[Brief]:
Count lines holding the string "DataType" in the data that follows. Reply with one number only.

[Material for the task]:
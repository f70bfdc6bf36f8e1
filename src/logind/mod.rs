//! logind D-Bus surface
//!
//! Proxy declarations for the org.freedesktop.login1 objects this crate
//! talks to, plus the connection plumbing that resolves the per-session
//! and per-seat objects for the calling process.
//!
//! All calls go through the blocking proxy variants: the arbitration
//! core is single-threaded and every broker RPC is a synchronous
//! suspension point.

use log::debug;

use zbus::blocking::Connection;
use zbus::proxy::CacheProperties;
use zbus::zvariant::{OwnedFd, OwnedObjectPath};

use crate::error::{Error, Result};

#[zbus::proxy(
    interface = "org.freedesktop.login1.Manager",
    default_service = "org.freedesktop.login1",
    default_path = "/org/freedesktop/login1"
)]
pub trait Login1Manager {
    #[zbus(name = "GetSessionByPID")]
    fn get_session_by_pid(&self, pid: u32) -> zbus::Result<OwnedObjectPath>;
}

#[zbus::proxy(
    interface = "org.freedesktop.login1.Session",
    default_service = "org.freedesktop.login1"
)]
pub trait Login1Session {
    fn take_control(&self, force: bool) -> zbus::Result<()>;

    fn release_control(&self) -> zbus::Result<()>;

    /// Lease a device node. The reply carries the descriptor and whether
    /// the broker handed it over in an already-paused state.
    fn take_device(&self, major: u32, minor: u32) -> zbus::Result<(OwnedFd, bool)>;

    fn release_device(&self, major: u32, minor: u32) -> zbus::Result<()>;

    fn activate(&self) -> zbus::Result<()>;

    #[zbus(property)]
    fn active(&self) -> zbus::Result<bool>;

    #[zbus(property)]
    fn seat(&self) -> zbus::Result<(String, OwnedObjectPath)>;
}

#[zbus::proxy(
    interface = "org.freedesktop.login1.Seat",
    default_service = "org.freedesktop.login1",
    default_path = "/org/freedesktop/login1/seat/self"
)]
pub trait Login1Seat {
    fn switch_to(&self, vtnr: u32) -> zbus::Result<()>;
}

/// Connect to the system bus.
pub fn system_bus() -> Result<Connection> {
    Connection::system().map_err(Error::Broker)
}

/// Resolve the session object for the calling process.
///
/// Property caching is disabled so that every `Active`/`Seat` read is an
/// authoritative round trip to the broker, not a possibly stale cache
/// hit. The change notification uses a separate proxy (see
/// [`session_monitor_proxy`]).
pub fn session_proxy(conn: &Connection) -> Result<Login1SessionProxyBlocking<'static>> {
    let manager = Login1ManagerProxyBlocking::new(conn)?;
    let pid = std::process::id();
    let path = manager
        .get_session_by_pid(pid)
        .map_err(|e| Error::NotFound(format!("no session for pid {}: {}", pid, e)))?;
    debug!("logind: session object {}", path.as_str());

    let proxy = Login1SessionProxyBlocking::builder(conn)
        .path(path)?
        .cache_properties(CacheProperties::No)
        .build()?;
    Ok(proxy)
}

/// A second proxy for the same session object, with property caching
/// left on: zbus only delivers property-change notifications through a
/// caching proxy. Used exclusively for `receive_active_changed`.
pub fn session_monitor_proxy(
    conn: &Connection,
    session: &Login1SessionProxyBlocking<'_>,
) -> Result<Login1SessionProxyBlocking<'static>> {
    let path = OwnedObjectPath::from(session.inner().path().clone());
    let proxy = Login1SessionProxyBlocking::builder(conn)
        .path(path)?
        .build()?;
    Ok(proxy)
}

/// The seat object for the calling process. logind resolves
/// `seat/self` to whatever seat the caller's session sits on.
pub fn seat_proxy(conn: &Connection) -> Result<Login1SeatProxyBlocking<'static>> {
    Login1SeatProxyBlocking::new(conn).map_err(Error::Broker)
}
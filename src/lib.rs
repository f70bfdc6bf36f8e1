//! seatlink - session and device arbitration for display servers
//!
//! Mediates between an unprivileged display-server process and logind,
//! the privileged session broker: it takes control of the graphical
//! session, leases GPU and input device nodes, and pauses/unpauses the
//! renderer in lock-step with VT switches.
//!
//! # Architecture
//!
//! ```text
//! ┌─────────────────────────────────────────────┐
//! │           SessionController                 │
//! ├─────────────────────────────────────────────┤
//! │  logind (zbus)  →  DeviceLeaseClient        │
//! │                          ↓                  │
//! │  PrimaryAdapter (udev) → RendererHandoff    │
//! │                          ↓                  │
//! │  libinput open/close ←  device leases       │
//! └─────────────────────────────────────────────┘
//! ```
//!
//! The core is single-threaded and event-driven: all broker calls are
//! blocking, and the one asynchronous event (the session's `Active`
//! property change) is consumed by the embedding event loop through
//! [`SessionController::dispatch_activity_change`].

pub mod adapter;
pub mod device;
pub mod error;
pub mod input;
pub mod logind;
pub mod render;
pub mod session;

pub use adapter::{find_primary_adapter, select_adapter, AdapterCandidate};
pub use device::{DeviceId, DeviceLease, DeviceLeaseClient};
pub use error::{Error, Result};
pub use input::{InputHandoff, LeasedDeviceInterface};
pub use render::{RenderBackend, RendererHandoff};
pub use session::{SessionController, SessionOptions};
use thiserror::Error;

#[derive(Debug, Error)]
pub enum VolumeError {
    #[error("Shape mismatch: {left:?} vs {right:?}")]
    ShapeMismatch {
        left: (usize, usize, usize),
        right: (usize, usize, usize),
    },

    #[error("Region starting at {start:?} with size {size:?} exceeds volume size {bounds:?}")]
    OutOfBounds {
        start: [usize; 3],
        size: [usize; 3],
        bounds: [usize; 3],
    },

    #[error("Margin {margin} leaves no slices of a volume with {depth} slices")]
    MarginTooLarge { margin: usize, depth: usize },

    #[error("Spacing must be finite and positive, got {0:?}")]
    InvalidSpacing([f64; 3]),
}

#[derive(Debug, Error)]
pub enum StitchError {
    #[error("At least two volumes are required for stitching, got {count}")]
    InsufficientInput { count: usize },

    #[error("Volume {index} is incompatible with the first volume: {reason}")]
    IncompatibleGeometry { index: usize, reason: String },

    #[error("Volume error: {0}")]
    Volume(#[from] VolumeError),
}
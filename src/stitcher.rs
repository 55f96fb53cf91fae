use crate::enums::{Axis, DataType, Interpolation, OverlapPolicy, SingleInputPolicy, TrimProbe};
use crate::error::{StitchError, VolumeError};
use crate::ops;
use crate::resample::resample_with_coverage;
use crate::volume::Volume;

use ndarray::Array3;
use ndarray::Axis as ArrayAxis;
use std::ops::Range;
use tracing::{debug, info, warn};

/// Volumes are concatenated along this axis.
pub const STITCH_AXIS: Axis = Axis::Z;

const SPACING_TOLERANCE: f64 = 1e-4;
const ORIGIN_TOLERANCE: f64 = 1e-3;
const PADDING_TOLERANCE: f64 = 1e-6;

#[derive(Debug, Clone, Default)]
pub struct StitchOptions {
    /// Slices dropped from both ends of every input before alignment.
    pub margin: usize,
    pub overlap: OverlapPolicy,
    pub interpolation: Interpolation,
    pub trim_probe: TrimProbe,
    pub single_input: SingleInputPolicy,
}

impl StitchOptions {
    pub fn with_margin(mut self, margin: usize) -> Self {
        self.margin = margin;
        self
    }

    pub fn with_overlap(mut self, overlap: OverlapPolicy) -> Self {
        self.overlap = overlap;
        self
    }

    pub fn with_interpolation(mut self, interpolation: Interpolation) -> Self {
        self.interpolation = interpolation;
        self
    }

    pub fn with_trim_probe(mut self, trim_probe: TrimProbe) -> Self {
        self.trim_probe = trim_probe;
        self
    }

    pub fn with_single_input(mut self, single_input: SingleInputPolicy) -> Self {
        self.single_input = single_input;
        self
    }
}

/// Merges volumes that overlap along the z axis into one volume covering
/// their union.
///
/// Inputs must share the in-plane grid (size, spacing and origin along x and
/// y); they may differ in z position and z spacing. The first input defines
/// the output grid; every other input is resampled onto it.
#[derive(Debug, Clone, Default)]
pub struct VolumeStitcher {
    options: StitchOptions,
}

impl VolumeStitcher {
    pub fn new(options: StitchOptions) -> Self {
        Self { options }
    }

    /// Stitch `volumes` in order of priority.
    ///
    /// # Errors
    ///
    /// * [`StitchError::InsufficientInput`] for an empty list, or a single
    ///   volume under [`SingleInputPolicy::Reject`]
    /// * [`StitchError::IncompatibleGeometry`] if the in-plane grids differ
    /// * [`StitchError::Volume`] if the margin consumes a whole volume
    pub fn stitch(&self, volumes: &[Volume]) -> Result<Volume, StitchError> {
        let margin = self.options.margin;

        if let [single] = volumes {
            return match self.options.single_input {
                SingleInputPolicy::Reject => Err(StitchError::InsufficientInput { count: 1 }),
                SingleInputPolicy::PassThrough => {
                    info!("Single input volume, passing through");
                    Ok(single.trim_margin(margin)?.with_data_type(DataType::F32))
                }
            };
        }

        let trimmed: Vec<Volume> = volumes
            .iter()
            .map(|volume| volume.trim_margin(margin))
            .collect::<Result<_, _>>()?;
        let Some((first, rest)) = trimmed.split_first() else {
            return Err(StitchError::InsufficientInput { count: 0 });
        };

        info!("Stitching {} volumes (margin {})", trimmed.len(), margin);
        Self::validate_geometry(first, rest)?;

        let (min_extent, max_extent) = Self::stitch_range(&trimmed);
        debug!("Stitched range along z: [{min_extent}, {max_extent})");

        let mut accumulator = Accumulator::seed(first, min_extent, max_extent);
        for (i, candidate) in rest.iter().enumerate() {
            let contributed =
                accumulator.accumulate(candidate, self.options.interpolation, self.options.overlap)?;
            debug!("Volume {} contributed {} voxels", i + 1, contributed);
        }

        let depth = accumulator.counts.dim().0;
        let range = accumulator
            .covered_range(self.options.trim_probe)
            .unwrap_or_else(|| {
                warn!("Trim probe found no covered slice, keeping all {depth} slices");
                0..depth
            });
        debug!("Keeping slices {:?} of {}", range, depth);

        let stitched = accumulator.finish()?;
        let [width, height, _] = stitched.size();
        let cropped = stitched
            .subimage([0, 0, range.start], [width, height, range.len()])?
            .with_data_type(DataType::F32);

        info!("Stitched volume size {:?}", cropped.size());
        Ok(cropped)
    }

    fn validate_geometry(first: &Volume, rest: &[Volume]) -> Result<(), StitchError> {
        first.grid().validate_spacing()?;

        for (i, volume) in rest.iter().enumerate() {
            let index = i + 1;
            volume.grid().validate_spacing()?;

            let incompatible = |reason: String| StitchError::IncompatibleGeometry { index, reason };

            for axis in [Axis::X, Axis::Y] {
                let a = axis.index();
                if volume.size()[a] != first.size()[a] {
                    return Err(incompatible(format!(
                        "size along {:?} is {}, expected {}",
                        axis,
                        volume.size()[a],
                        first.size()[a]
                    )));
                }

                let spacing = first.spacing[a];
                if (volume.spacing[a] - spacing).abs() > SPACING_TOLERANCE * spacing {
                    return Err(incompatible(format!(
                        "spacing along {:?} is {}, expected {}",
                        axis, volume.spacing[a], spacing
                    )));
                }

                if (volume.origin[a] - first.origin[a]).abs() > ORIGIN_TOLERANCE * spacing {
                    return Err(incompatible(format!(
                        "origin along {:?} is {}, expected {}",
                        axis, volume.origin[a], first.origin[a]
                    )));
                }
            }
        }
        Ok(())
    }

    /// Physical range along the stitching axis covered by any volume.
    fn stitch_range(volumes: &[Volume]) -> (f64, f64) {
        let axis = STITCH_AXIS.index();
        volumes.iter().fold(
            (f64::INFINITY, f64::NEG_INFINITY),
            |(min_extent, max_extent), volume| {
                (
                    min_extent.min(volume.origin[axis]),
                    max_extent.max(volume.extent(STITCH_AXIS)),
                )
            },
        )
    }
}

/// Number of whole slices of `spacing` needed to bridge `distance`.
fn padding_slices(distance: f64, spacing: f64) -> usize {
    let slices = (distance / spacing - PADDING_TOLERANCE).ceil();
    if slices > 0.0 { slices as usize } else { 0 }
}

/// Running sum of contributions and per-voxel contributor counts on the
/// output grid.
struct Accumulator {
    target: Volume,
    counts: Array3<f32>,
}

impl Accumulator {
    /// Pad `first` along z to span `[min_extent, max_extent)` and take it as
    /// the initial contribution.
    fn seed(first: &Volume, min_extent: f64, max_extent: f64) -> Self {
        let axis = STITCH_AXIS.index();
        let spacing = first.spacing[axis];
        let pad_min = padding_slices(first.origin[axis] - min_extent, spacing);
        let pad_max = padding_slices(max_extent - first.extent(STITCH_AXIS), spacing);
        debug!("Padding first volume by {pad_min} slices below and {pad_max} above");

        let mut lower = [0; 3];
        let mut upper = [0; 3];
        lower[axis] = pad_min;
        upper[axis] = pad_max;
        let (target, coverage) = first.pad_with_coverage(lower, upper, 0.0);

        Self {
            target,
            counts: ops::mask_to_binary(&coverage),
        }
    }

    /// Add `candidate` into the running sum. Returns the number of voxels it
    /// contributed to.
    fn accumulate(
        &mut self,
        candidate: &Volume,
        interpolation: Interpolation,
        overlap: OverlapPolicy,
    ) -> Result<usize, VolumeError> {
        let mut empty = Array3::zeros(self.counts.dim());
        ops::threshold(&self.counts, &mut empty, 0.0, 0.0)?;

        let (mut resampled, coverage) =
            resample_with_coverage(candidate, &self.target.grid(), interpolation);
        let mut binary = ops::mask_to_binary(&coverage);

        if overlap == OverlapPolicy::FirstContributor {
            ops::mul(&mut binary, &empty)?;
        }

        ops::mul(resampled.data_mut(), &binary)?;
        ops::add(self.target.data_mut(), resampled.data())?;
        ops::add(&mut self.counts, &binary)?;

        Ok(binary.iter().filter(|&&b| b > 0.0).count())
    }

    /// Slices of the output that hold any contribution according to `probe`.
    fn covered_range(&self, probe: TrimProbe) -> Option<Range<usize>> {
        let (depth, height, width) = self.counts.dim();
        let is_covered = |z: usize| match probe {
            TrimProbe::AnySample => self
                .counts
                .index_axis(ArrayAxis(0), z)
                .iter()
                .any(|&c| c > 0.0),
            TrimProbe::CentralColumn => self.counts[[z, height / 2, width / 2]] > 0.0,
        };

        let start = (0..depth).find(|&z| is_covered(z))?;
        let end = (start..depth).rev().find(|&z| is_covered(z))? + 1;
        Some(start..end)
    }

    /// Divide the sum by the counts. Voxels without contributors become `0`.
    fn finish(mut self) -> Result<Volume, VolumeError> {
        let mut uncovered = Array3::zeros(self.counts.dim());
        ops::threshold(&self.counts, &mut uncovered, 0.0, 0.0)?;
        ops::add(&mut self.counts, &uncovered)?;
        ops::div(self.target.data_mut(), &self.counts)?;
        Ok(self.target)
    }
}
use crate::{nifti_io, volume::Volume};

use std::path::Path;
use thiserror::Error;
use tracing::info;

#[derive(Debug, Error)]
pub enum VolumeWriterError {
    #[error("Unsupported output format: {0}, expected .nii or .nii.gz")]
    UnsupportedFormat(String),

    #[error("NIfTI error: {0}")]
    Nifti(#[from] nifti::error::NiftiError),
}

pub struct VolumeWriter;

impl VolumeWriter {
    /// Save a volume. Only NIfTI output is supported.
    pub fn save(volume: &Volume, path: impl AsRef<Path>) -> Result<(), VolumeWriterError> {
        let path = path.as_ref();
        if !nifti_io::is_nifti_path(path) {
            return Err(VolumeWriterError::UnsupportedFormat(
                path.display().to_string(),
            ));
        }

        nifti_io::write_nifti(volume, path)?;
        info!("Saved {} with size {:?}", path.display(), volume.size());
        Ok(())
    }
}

[Response area]:
3